01/05/2016
Jean Genet, Ce qui reste d'un Rembrandt déchiré...
Ce qui est resté d’un Rembrandt…
Comme une odeur d’étable : quand, des personnages, je ne vois que le buste (Hendrijke à Berlin) ou seulement la tête, je ne peux m’empêcher de les imaginer debout sur du fumier. Les poitrines respirent. Les mains sont chaudes. Osseuses, noueuses, mais chaude. La table du Syndic des Drapiers est posée sur de la paille, les cinq hommes sentent le purin et la bouse. Sous les jupes d’Hendrijke, sous les manteaux bordés de fourrure, sous les lévites, sous l’extravagante robe du peintre les corps remplissent bien leurs fonctions : ils digèrent, ils sont chauds, ils sont lourds, ils sentent, ils chient. — Aussi délicat et grave que soit son regard, la Fiancée juive a un cul. Ça se sent. Elle peut d’un moment à l’autre relever ses jupes. Elle peut s’asseoir, elle a de quoi. Madame Trip aussi. Quant à Rembrandt lui-même, n’en parlons pas : dès son premier portrait sa masse charnelle ne cessera de s’accélérer d’un tableau à l’autre jusqu’au dernier, où il arrive, définitif, mais non vidé de substance. Après qu’il a perdu ce qu’il avait de plus cher — sa mère et sa femme — on dirait que ce costaud va chercher à se perdre, sans politesse envers les gens d’Amsterdam, à disparaître socialement.

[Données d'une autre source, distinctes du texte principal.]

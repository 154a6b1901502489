// fixtures.rs — commonly used cards and anticollision responses

use mfrc522_gate::transport::mock::{MockCard, MockChip};

/// UID of the reference card enrolled on the gate.
pub fn reference_uid() -> [u8; 4] {
    [0xA2, 0xFC, 0x4F, 0x05]
}

/// Anticollision response of the reference card, BCC included.
pub fn reference_response() -> Vec<u8> {
    hex::decode("A2FC4F0514").unwrap()
}

/// Same response with a zeroed check byte.
pub fn corrupted_response() -> Vec<u8> {
    hex::decode("A2FC4F0500").unwrap()
}

/// Reference UID followed by 0x5A, which is not its XOR check byte.
pub fn mistyped_check_response() -> Vec<u8> {
    hex::decode("A2FC4F055A").unwrap()
}

pub fn mifare_classic_atqa() -> [u8; 2] {
    [0x04, 0x00]
}

pub fn reference_card() -> MockCard {
    MockCard::new(mifare_classic_atqa(), &reference_uid())
}

pub fn chip_with_reference_card() -> MockChip {
    MockChip::with_card(reference_card())
}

Vouloir n’être rien, c’est une phrase qu’on entend souvent. Elle est chrétienne : faut-il comprendre que l’homme cherche à perdre, à laisser se dissoudre ce qui, de quelque manière, le singularise banalement, ce qui lui donne son opacité, afin, le jour de sa mort, de présenter à Dieu une pure transparence, même pas irisée ? Je ne sais pas et je m’en fous.
Jean Genet, Ce qui est resté d’un Rembrandt déchiré en petits carrés bien réguliers, et foutu aux chiottes, dans Ouvres complète, IV, Gallimard, 1968, p. 21-23.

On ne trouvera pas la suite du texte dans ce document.